Legionella bacteria detected in Royal Hobart Hospital water supply
9 October 2020
Legionella bacteria has been detected in the water supply for the Royal Hobart Hospital’s D-Block.
The bacteria was detected during routine testing, a spokesperson from the Tasmania Health Service (THS) said.
The hospital will treat the water system with chlorine.
D-Block contains the hospital’s cardiology and neonatal and paediatric intensive care units.
During the treatment process, water supplies to D-Block will be unavailable for about six hours for drinking, hand-washing, showering and cleaning.

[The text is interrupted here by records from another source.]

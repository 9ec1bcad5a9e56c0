//! Role management service.
//!
//! Every mutation of the role graph passes the referential integrity guard
//! before anything is written.
//!
//! # Rules
//!
//! | Operation | Rejected when |
//! |-----------|---------------|
//! | Create role | Name empty, too long or taken; unknown permission id |
//! | Update role | System role; new name taken by another role |
//! | Set permissions | System role; unknown permission id |
//! | Delete role | Role missing; system role; any user still holds the role |
//! | Assign role | Role does not exist |
//!
//! Authorization of the *caller* is not checked here. Callers gate these
//! operations with [`PermissionEngine::require_permission`] on
//! `MANAGE_ROLES:roles` (see [`crate::services::Authorizer`]).
//!
//! [`PermissionEngine::require_permission`]: crate::security::PermissionEngine::require_permission
//!
//! # Example
//!
//! ```rust
//! use std::sync::Arc;
//! use rolegate::{DefaultPermissionMatrix, RoleCreate, RoleService, SqliteAuthzStore};
//!
//! let store = SqliteAuthzStore::in_memory()?;
//! store.seed(&DefaultPermissionMatrix::standard())?;
//! let service = RoleService::new(Arc::new(store));
//!
//! let role = service.create_role(RoleCreate::new("reviewer"))?;
//! let deleted = service.delete_role(&role.id)?;
//! assert_eq!(deleted.name, "reviewer");
//! # Ok::<(), rolegate::Error>(())
//! ```

use std::collections::BTreeSet;
use std::sync::Arc;

use crate::models::{
    BaseRole, Permission, PermissionId, Role, RoleCreate, RoleId, RoleUpdate, User,
};
use crate::security::guard;
use crate::storage::AuthzStore;
use crate::{Error, Result, current_timestamp};

/// Maximum length of a role name, in characters.
pub const MAX_ROLE_NAME_LEN: usize = 64;

/// Service for custom role and user-assignment operations.
pub struct RoleService {
    store: Arc<dyn AuthzStore>,
}

impl RoleService {
    /// Creates a new role service over `store`.
    #[must_use]
    pub fn new(store: Arc<dyn AuthzStore>) -> Self {
        Self { store }
    }

    /// Returns the underlying store.
    #[must_use]
    pub fn store(&self) -> &Arc<dyn AuthzStore> {
        &self.store
    }

    // =========================================================================
    // Reads
    // =========================================================================

    /// Lists the catalog permissions stored in the database.
    ///
    /// # Errors
    ///
    /// Returns an error if storage cannot be accessed.
    pub fn list_permissions(&self) -> Result<Vec<Permission>> {
        self.store.list_permissions()
    }

    /// Gets a role by ID.
    ///
    /// # Errors
    ///
    /// Returns an error if storage cannot be accessed.
    pub fn get_role(&self, id: &RoleId) -> Result<Option<Role>> {
        self.store.get_role(id)
    }

    /// Gets a role by its unique name.
    ///
    /// # Errors
    ///
    /// Returns an error if storage cannot be accessed.
    pub fn find_role_by_name(&self, name: &str) -> Result<Option<Role>> {
        self.store.find_role_by_name(name.trim())
    }

    /// Lists roles ordered by name.
    ///
    /// # Errors
    ///
    /// Returns an error if storage cannot be accessed.
    pub fn list_roles(&self, include_inactive: bool) -> Result<Vec<Role>> {
        self.store.list_roles(include_inactive)
    }

    /// Returns the permissions granted to a role.
    ///
    /// # Errors
    ///
    /// Returns [`Error::NotFound`] if the role does not exist.
    pub fn role_permissions(&self, id: &RoleId) -> Result<Vec<Permission>> {
        Ok(self.require_role(id)?.permissions)
    }

    // =========================================================================
    // Mutations
    // =========================================================================

    /// Creates a custom role.
    ///
    /// The name is trimmed. Duplicate permission ids collapse to one grant.
    /// The new role is never a system role.
    ///
    /// # Errors
    ///
    /// Returns an error if:
    /// - The name is empty or longer than [`MAX_ROLE_NAME_LEN`]
    /// - Another role already uses the name
    /// - A permission id is not in the catalog
    pub fn create_role(&self, request: RoleCreate) -> Result<Role> {
        let name = validate_name(&request.name)?;
        guard::ensure_unique_name(&*self.store, &name, None)?;
        let permissions = self.resolve_permissions(&request.permission_ids)?;

        let now = current_timestamp();
        let role = Role {
            id: RoleId::generate(),
            name,
            display_name: normalize(request.display_name),
            description: normalize(request.description),
            is_active: true,
            is_system: false,
            permissions,
            created_at: now,
            updated_at: now,
        };
        self.store.insert_role(&role)?;

        tracing::info!(
            role.id = %role.id,
            role.name = %role.name,
            permissions = role.permissions.len(),
            "Role created"
        );
        Ok(role)
    }

    /// Updates a role's name, display name, description or active flag.
    ///
    /// Renaming a role to its own current name is allowed.
    ///
    /// # Errors
    ///
    /// Returns an error if:
    /// - The role does not exist
    /// - The role is a system role
    /// - The new name is invalid or taken by another role
    pub fn update_role(&self, id: &RoleId, update: RoleUpdate) -> Result<Role> {
        let mut role = self.require_role(id)?;
        let new_name = update.name.as_deref().map(validate_name).transpose()?;
        guard::check_role_update(&*self.store, &role, new_name.as_deref())?;

        if update.is_empty() {
            return Ok(role);
        }
        if let Some(name) = new_name {
            role.name = name;
        }
        if let Some(display_name) = update.display_name {
            role.display_name = normalize(Some(display_name));
        }
        if let Some(description) = update.description {
            role.description = normalize(Some(description));
        }
        if let Some(is_active) = update.is_active {
            role.is_active = is_active;
        }
        role.updated_at = current_timestamp();

        if !self.store.update_role(&role)? {
            return Err(Error::not_found("role", id.as_str()));
        }

        tracing::info!(role.id = %role.id, role.name = %role.name, "Role updated");
        Ok(role)
    }

    /// Replaces a role's full permission set atomically.
    ///
    /// Concurrent readers observe either the old set or the new set.
    ///
    /// # Errors
    ///
    /// Returns an error if:
    /// - The role does not exist
    /// - The role is a system role
    /// - A permission id is not in the catalog
    pub fn set_role_permissions(
        &self,
        id: &RoleId,
        permission_ids: &[PermissionId],
    ) -> Result<Role> {
        let role = self.require_role(id)?;
        guard::check_role_update(&*self.store, &role, None)?;
        let permissions = self.resolve_permissions(permission_ids)?;
        let ids: Vec<PermissionId> = permissions.iter().map(|p| p.id).collect();

        if !self.store.replace_role_permissions(id, &ids)? {
            return Err(Error::not_found("role", id.as_str()));
        }

        tracing::info!(
            role.id = %role.id,
            role.name = %role.name,
            permissions = ids.len(),
            "Role permissions replaced"
        );
        self.require_role(id)
    }

    /// Deletes a custom role and returns it as it was before deletion.
    ///
    /// # Errors
    ///
    /// Returns an error if:
    /// - The role does not exist
    /// - The role is a system role
    /// - One or more users still hold the role
    pub fn delete_role(&self, id: &RoleId) -> Result<Role> {
        let role = self.require_role(id)?;
        guard::check_role_delete(&*self.store, &role)?;

        if !self.store.delete_role(id)? {
            return Err(Error::not_found("role", id.as_str()));
        }

        tracing::info!(role.id = %role.id, role.name = %role.name, "Role deleted");
        Ok(role)
    }

    // =========================================================================
    // Users
    // =========================================================================

    /// Inserts or replaces a user record.
    ///
    /// # Errors
    ///
    /// Returns an error if the user id is empty, the referenced custom role
    /// does not exist, or storage cannot be accessed.
    pub fn upsert_user(&self, user: &User) -> Result<()> {
        if user.id.trim().is_empty() {
            return Err(Error::Validation("user id cannot be empty".to_string()));
        }
        if let Some(role_id) = &user.custom_role_id {
            self.require_role(role_id)?;
        }
        self.store.upsert_user(user)?;
        tracing::info!(user.id = %user.id, base_role = %user.base_role, "User saved");
        Ok(())
    }

    /// Gets a stored user.
    ///
    /// # Errors
    ///
    /// Returns an error if storage cannot be accessed.
    pub fn get_user(&self, id: &str) -> Result<Option<User>> {
        self.store.get_user(id)
    }

    /// Sets (`Some`) or clears (`None`) a user's custom role.
    ///
    /// # Errors
    ///
    /// Returns [`Error::NotFound`] if the user or the role does not exist.
    pub fn assign_custom_role(&self, user_id: &str, role_id: Option<&RoleId>) -> Result<()> {
        if let Some(role_id) = role_id {
            self.require_role(role_id)?;
        }
        if !self.store.set_custom_role(user_id, role_id)? {
            return Err(Error::not_found("user", user_id));
        }
        tracing::info!(
            user.id = user_id,
            role.id = role_id.map(RoleId::as_str),
            "Custom role assigned"
        );
        Ok(())
    }

    /// Convenience for creating a user with a base role and no custom role.
    ///
    /// # Errors
    ///
    /// See [`upsert_user`](Self::upsert_user).
    pub fn upsert_base_user(&self, id: &str, base_role: BaseRole) -> Result<User> {
        let user = User::new(id, base_role);
        self.upsert_user(&user)?;
        Ok(user)
    }

    fn require_role(&self, id: &RoleId) -> Result<Role> {
        self.store
            .get_role(id)?
            .ok_or_else(|| Error::not_found("role", id.as_str()))
    }

    /// Loads the catalog permissions for `ids`, deduplicated, in id order.
    fn resolve_permissions(&self, ids: &[PermissionId]) -> Result<Vec<Permission>> {
        let unique: BTreeSet<PermissionId> = ids.iter().copied().collect();
        let unique: Vec<PermissionId> = unique.into_iter().collect();
        let found = self.store.find_permissions(&unique)?;

        if found.len() != unique.len() {
            let known: BTreeSet<PermissionId> = found.iter().map(|p| p.id).collect();
            let missing: Vec<String> = unique
                .iter()
                .filter(|id| !known.contains(id))
                .map(ToString::to_string)
                .collect();
            return Err(Error::Validation(format!(
                "unknown permission id(s): {}",
                missing.join(", ")
            )));
        }
        Ok(found)
    }
}

/// Trims and checks a role name.
fn validate_name(name: &str) -> Result<String> {
    let name = name.trim();
    if name.is_empty() {
        return Err(Error::Validation("role name cannot be empty".to_string()));
    }
    if name.chars().count() > MAX_ROLE_NAME_LEN {
        return Err(Error::Validation(format!(
            "role name exceeds {MAX_ROLE_NAME_LEN} characters"
        )));
    }
    Ok(name.to_string())
}

fn normalize(value: Option<String>) -> Option<String> {
    value
        .map(|v| v.trim().to_string())
        .filter(|v| !v.is_empty())
}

The THS said anti-bacterial wipes and bottled water had been delivered to the hospital.
Legionella bacteria can cause legionnaires’ disease, a severe and often lethal form of pneumonia.

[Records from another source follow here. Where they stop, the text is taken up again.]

//! Data models for rolegate.
//!
//! Actions, permissions, base and custom roles, and actors.

mod action;
mod actor;
mod permission;
pub mod resource;
mod role;

pub use action::Action;
pub use actor::{Actor, CustomRoleGrant, User};
pub use permission::{Permission, PermissionId, PermissionKey};
pub use role::{BaseRole, Role, RoleCreate, RoleId, RoleUpdate};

Series of waterworks problems at hospital
Tim Jacobsen from the Health and Community Services Union said it was another unfortunate water issue for the hospital.

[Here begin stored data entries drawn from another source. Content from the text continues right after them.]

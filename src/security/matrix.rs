//! Default permission matrix.
//!
//! Implicit grants for each base role, consulted when an actor has no
//! custom role or the custom role does not grant the requested pair.
//!
//! | Base role | Implicit grants |
//! |-----------|-----------------|
//! | `ADMIN` | none listed; the engine bypasses the matrix |
//! | `EDITOR` | CREATE/READ/UPDATE/DELETE/PUBLISH posts, READ categories and tags, CREATE/READ/DELETE media |
//! | `VIEWER` | READ posts, categories, tags, media |

use crate::models::resource::{CATEGORIES, MEDIA, POSTS, TAGS};
use crate::models::{Action, BaseRole, PermissionKey};
use serde::{Deserialize, Serialize};
use std::collections::{BTreeSet, HashMap};

/// Mapping of base roles to their implicit permission sets.
#[derive(Debug, Clone, PartialEq, Eq)]
pub struct DefaultPermissionMatrix {
    role_permissions: HashMap<BaseRole, BTreeSet<PermissionKey>>,
}

impl Default for DefaultPermissionMatrix {
    fn default() -> Self {
        Self::standard()
    }
}

impl DefaultPermissionMatrix {
    /// Creates the compiled-in matrix.
    #[must_use]
    pub fn standard() -> Self {
        let mut role_permissions = HashMap::new();

        // Editor: full post lifecycle, read taxonomy, manage own uploads
        role_permissions.insert(
            BaseRole::Editor,
            [
                (Action::Create, POSTS),
                (Action::Read, POSTS),
                (Action::Update, POSTS),
                (Action::Delete, POSTS),
                (Action::Publish, POSTS),
                (Action::Read, CATEGORIES),
                (Action::Read, TAGS),
                (Action::Create, MEDIA),
                (Action::Read, MEDIA),
                (Action::Delete, MEDIA),
            ]
            .into_iter()
            .map(|(action, resource)| PermissionKey::new(action, resource))
            .collect(),
        );

        // Viewer: read only
        role_permissions.insert(
            BaseRole::Viewer,
            [POSTS, CATEGORIES, TAGS, MEDIA]
                .into_iter()
                .map(|resource| PermissionKey::new(Action::Read, resource))
                .collect(),
        );

        Self { role_permissions }
    }

    /// Creates a matrix with no implicit grants.
    #[must_use]
    pub fn empty() -> Self {
        Self {
            role_permissions: HashMap::new(),
        }
    }

    /// Returns true if `role`'s implicit list contains `(action, resource)`.
    #[must_use]
    pub fn allows(&self, role: BaseRole, action: Action, resource: &str) -> bool {
        self.role_permissions
            .get(&role)
            .is_some_and(|perms| perms.iter().any(|k| k.matches(action, resource)))
    }

    /// Returns the implicit grants of a role, ordered.
    #[must_use]
    pub fn permissions_for(&self, role: BaseRole) -> Vec<PermissionKey> {
        self.role_permissions
            .get(&role)
            .map_or_else(Vec::new, |perms| perms.iter().cloned().collect())
    }

    /// Returns all base roles whose implicit list contains the pair.
    #[must_use]
    pub fn roles_with_permission(&self, action: Action, resource: &str) -> Vec<BaseRole> {
        BaseRole::all()
            .iter()
            .copied()
            .filter(|role| self.allows(*role, action, resource))
            .collect()
    }

    /// Adds an implicit grant to a base role.
    pub fn grant(&mut self, role: BaseRole, key: PermissionKey) {
        self.role_permissions.entry(role).or_default().insert(key);
    }

    /// Removes an implicit grant from a base role.
    pub fn revoke(&mut self, role: BaseRole, key: &PermissionKey) {
        if let Some(perms) = self.role_permissions.get_mut(&role) {
            perms.remove(key);
        }
    }

    /// Builder-style [`grant`](Self::grant) for many keys.
    #[must_use]
    pub fn with_grants(
        mut self,
        role: BaseRole,
        keys: impl IntoIterator<Item = PermissionKey>,
    ) -> Self {
        for key in keys {
            self.grant(role, key);
        }
        self
    }

    /// Returns a summary of every base role's implicit grants.
    #[must_use]
    pub fn summary(&self) -> Vec<MatrixRow> {
        BaseRole::all()
            .iter()
            .map(|role| {
                let permissions = self.permissions_for(*role);
                MatrixRow {
                    role: *role,
                    unrestricted: matches!(role, BaseRole::Admin),
                    permission_count: permissions.len(),
                    permissions,
                }
            })
            .collect()
    }
}

/// One base role's implicit grants.
#[derive(Debug, Clone, Serialize, Deserialize)]
pub struct MatrixRow {
    /// The base role.
    pub role: BaseRole,
    /// True for ADMIN, which is never filtered through the matrix.
    pub unrestricted: bool,
    /// Number of listed grants.
    pub permission_count: usize,
    /// Listed grants.
    pub permissions: Vec<PermissionKey>,
}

“Since the opening of K-Block, we know that still there are taps in that facility, in that new building that can’t be used,” he said.
“There has been problems with water getting into the place through … some of the glass roofing.
“Now, on top of that, we’ve got this legionella issue in the water in the D-Block area as well.
He said the bacteria could have “drastic consequences” if the bacteria was transmitted to a worker or patient.
“It is a nasty flu that can move to pneumonia, and that can be deadly, particularly to vulnerable patients in a hospital setting,” he said.
“Obviously, that’s not something that we want to see.”
Mr Jacobsen said it was a positive sign that the health department was immediately responding to the positive test for the bacteria, but will provide some logistical hurdles for staff.
“You can only imagine how difficult it will be for staff, particularly where they rely on huge quantities of water, both to do their job, particularly in areas like pathology et cetera,” he said.
A spokesperson for the Royal Hobart Hospital’s Medical Staff Association said it was happy with the way the bacteria detection was being handled, adding it would cause minimal disruption to the hospital overnight.